_What the task requires_: Could you set down the full listing, unchanged?

_Provided entries_:
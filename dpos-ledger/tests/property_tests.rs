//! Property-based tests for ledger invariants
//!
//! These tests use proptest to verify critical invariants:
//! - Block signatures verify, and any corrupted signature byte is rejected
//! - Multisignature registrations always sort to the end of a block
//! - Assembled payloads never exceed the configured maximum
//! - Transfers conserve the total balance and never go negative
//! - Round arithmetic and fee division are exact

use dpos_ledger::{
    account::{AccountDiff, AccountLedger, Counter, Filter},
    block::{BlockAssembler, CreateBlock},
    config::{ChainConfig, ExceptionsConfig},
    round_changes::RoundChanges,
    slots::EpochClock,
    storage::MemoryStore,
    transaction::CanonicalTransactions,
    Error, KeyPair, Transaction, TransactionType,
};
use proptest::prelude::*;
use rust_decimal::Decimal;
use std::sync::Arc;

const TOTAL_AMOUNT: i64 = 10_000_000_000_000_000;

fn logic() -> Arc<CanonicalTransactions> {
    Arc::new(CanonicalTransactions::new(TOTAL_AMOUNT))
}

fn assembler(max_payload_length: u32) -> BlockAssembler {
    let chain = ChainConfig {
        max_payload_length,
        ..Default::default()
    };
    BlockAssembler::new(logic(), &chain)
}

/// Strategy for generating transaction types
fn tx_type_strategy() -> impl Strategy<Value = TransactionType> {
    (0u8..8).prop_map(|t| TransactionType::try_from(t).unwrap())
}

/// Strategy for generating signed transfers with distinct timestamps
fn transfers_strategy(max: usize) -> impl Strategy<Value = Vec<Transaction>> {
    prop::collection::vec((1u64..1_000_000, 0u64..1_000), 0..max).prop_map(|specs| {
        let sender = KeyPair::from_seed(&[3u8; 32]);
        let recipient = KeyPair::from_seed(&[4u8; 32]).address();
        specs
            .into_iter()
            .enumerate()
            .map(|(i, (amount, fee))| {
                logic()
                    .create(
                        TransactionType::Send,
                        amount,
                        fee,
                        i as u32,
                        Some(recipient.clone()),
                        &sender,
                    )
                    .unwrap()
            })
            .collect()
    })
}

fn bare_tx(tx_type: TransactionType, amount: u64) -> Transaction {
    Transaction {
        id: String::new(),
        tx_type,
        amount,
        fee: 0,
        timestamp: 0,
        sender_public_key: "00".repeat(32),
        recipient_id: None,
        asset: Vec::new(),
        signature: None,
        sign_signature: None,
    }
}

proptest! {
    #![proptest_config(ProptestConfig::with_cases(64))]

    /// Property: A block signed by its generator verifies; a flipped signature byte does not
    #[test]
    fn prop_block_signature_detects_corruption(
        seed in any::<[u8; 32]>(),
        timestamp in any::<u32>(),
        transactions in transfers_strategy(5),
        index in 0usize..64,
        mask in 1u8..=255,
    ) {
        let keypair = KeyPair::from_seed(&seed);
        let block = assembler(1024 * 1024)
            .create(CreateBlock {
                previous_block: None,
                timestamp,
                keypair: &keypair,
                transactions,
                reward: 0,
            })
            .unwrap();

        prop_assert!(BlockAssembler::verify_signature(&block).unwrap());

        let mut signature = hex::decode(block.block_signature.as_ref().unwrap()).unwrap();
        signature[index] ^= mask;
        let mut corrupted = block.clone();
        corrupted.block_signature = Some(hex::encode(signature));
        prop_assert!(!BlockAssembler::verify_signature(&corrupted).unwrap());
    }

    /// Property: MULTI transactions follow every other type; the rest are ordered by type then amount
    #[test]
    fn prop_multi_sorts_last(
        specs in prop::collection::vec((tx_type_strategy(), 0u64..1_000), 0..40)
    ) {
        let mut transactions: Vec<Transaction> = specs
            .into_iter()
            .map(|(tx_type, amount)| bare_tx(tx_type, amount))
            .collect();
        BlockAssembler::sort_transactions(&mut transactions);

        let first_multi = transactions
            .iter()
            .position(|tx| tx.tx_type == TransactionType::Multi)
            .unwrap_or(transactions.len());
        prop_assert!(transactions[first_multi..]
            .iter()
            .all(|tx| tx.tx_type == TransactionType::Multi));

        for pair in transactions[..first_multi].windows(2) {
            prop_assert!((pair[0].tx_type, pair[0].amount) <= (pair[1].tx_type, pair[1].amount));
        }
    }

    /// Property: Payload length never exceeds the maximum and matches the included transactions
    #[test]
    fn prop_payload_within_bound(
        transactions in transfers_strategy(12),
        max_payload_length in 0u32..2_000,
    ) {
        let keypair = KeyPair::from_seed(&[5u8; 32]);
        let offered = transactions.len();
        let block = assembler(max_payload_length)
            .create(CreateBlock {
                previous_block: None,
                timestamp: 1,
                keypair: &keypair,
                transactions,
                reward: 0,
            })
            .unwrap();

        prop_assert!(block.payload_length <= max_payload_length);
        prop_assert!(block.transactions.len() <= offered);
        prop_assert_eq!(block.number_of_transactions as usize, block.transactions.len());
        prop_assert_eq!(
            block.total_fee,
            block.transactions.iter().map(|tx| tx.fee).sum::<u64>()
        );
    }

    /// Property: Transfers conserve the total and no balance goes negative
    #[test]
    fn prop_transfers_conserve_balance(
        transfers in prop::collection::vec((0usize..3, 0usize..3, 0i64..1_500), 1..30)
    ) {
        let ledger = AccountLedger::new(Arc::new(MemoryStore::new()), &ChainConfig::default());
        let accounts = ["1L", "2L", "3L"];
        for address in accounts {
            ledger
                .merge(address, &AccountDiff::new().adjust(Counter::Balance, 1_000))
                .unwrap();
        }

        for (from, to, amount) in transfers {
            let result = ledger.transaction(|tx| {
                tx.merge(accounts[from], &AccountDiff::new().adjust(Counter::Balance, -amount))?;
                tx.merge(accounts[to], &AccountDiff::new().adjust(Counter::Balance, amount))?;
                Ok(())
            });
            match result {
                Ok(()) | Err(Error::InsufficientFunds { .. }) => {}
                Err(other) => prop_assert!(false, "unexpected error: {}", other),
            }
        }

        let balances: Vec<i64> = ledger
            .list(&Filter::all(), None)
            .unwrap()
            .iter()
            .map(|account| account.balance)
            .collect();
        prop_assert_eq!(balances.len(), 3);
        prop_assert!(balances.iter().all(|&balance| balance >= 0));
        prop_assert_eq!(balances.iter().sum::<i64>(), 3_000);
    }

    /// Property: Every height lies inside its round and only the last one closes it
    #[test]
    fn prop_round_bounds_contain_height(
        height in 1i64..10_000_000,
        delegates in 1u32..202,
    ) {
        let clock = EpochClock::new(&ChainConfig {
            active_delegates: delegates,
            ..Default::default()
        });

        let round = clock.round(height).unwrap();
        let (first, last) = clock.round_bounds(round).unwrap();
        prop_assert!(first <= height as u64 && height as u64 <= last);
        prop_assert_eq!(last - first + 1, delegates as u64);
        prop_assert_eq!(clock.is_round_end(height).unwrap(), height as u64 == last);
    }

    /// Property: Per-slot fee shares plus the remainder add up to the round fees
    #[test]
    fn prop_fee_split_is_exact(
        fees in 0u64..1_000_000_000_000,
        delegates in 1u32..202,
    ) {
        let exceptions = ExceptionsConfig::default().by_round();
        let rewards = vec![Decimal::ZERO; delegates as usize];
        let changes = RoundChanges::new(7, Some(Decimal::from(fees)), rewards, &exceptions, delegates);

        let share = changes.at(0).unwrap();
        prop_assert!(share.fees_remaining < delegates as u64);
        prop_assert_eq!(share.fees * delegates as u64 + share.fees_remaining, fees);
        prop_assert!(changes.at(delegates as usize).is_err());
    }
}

_Result for this task_:
filename dpos-ledger/tests/property_tests.rs
//! Property-based tests for ledger invariants
//!
//! These tests use proptest to verify critical invariants:
//! - Block signatures verify, and any corrupted signature byte is rejected
//! - Multisignature registrations always sort to the end of a block
//! - Assembled payloads never exceed the configured maximum
//! - Transfers conserve the total balance and never go negative
//! - Round arithmetic and fee division are exact

use dpos_ledger::{
    account::{AccountDiff, AccountLedger, Counter, Filter},
    block::{BlockAssembler, CreateBlock},
    config::{ChainConfig, ExceptionsConfig},
    round_changes::RoundChanges,
    slots::EpochClock,
    storage::MemoryStore,
    transaction::CanonicalTransactions,
    Error, KeyPair, Transaction, TransactionType,
};
use proptest::prelude::*;
use rust_decimal::Decimal;
use std::sync::Arc;

const TOTAL_AMOUNT: i64 = 10_000_000_000_000_000;

fn logic() -> Arc<CanonicalTransactions> {
    Arc::new(CanonicalTransactions::new(TOTAL_AMOUNT))
}

fn assembler(max_payload_length: u32) -> BlockAssembler {
    let chain = ChainConfig {
        max_payload_length,
        ..Default::default()
    };
    BlockAssembler::new(logic(), &chain)
}

/// Strategy for generating transaction types
fn tx_type_strategy() -> impl Strategy<Value = TransactionType> {
    (0u8..8).prop_map(|t| TransactionType::try_from(t).unwrap())
}

/// Strategy for generating signed transfers with distinct timestamps
fn transfers_strategy(max: usize) -> impl Strategy<Value = Vec<Transaction>> {
    prop::collection::vec((1u64..1_000_000, 0u64..1_000), 0..max).prop_map(|specs| {
        let sender = KeyPair::from_seed(&[3u8; 32]);
        let recipient = KeyPair::from_seed(&[4u8; 32]).address();
        specs
            .into_iter()
            .enumerate()
            .map(|(i, (amount, fee))| {
                logic()
                    .create(
                        TransactionType::Send,
                        amount,
                        fee,
                        i as u32,
                        Some(recipient.clone()),
                        &sender,
                    )
                    .unwrap()
            })
            .collect()
    })
}

fn bare_tx(tx_type: TransactionType, amount: u64) -> Transaction {
    Transaction {
        id: String::new(),
        tx_type,
        amount,
        fee: 0,
        timestamp: 0,
        sender_public_key: "00".repeat(32),
        recipient_id: None,
        asset: Vec::new(),
        signature: None,
        sign_signature: None,
    }
}

proptest! {
    #![proptest_config(ProptestConfig::with_cases(64))]

    /// Property: A block signed by its generator verifies; a flipped signature byte does not
    #[test]
    fn prop_block_signature_detects_corruption(
        seed in any::<[u8; 32]>(),
        timestamp in any::<u32>(),
        transactions in transfers_strategy(5),
        index in 0usize..64,
        mask in 1u8..=255,
    ) {
        let keypair = KeyPair::from_seed(&seed);
        let block = assembler(1024 * 1024)
            .create(CreateBlock {
                previous_block: None,
                timestamp,
                keypair: &keypair,
                transactions,
                reward: 0,
            })
            .unwrap();

        prop_assert!(BlockAssembler::verify_signature(&block).unwrap());

        let mut signature = hex::decode(block.block_signature.as_ref().unwrap()).unwrap();
        signature[index] ^= mask;
        let mut corrupted = block.clone();
        corrupted.block_signature = Some(hex::encode(signature));
        prop_assert!(!BlockAssembler::verify_signature(&corrupted).unwrap());
    }

    /// Property: MULTI transactions follow every other type; the rest are ordered by type then amount
    #[test]
    fn prop_multi_sorts_last(
        specs in prop::collection::vec((tx_type_strategy(), 0u64..1_000), 0..40)
    ) {
        let mut transactions: Vec<Transaction> = specs
            .into_iter()
            .map(|(tx_type, amount)| bare_tx(tx_type, amount))
            .collect();
        BlockAssembler::sort_transactions(&mut transactions);

        let first_multi = transactions
            .iter()
            .position(|tx| tx.tx_type == TransactionType::Multi)
            .unwrap_or(transactions.len());
        prop_assert!(transactions[first_multi..]
            .iter()
            .all(|tx| tx.tx_type == TransactionType::Multi));

        for pair in transactions[..first_multi].windows(2) {
            prop_assert!((pair[0].tx_type, pair[0].amount) <= (pair[1].tx_type, pair[1].amount));
        }
    }

    /// Property: Payload length never exceeds the maximum and matches the included transactions
    #[test]
    fn prop_payload_within_bound(
        transactions in transfers_strategy(12),
        max_payload_length in 0u32..2_000,
    ) {
        let keypair = KeyPair::from_seed(&[5u8; 32]);
        let offered = transactions.len();
        let block = assembler(max_payload_length)
            .create(CreateBlock {
                previous_block: None,
                timestamp: 1,
                keypair: &keypair,
                transactions,
                reward: 0,
            })
            .unwrap();

        prop_assert!(block.payload_length <= max_payload_length);
        prop_assert!(block.transactions.len() <= offered);
        prop_assert_eq!(block.number_of_transactions as usize, block.transactions.len());
        prop_assert_eq!(
            block.total_fee,
            block.transactions.iter().map(|tx| tx.fee).sum::<u64>()
        );
    }

    /// Property: Transfers conserve the total and no balance goes negative
    #[test]
    fn prop_transfers_conserve_balance(
        transfers in prop::collection::vec((0usize..3, 0usize..3, 0i64..1_500), 1..30)
    ) {
        let ledger = AccountLedger::new(Arc::new(MemoryStore::new()), &ChainConfig::default());
        let accounts = ["1L", "2L", "3L"];
        for address in accounts {
            ledger
                .merge(address, &AccountDiff::new().adjust(Counter::Balance, 1_000))
                .unwrap();
        }

        for (from, to, amount) in transfers {
            let result = ledger.transaction(|tx| {
                tx.merge(accounts[from], &AccountDiff::new().adjust(Counter::Balance, -amount))?;
                tx.merge(accounts[to], &AccountDiff::new().adjust(Counter::Balance, amount))?;
                Ok(())
            });
            match result {
                Ok(()) | Err(Error::InsufficientFunds { .. }) => {}
                Err(other) => prop_assert!(false, "unexpected error: {}", other),
            }
        }

        let balances: Vec<i64> = ledger
            .list(&Filter::all(), None)
            .unwrap()
            .iter()
            .map(|account| account.balance)
            .collect();
        prop_assert_eq!(balances.len(), 3);
        prop_assert!(balances.iter().all(|&balance| balance >= 0));
        prop_assert_eq!(balances.iter().sum::<i64>(), 3_000);
    }

    /// Property: Every height lies inside its round and only the last one closes it
    #[test]
    fn prop_round_bounds_contain_height(
        height in 1i64..10_000_000,
        delegates in 1u32..202,
    ) {
        let clock = EpochClock::new(&ChainConfig {
            active_delegates: delegates,
            ..Default::default()
        });

        let round = clock.round(height).unwrap();
        let (first, last) = clock.round_bounds(round).unwrap();
        prop_assert!(first <= height as u64 && height as u64 <= last);
        prop_assert_eq!(last - first + 1, delegates as u64);
        prop_assert_eq!(clock.is_round_end(height).unwrap(), height as u64 == last);
    }

    /// Property: Per-slot fee shares plus the remainder add up to the round fees
    #[test]
    fn prop_fee_split_is_exact(
        fees in 0u64..1_000_000_000_000,
        delegates in 1u32..202,
    ) {
        let exceptions = ExceptionsConfig::default().by_round();
        let rewards = vec![Decimal::ZERO; delegates as usize];
        let changes = RoundChanges::new(7, Some(Decimal::from(fees)), rewards, &exceptions, delegates);

        let share = changes.at(0).unwrap();
        prop_assert!(share.fees_remaining < delegates as u64);
        prop_assert_eq!(share.fees * delegates as u64 + share.fees_remaining, fees);
        prop_assert!(changes.at(delegates as usize).is_err());
    }
}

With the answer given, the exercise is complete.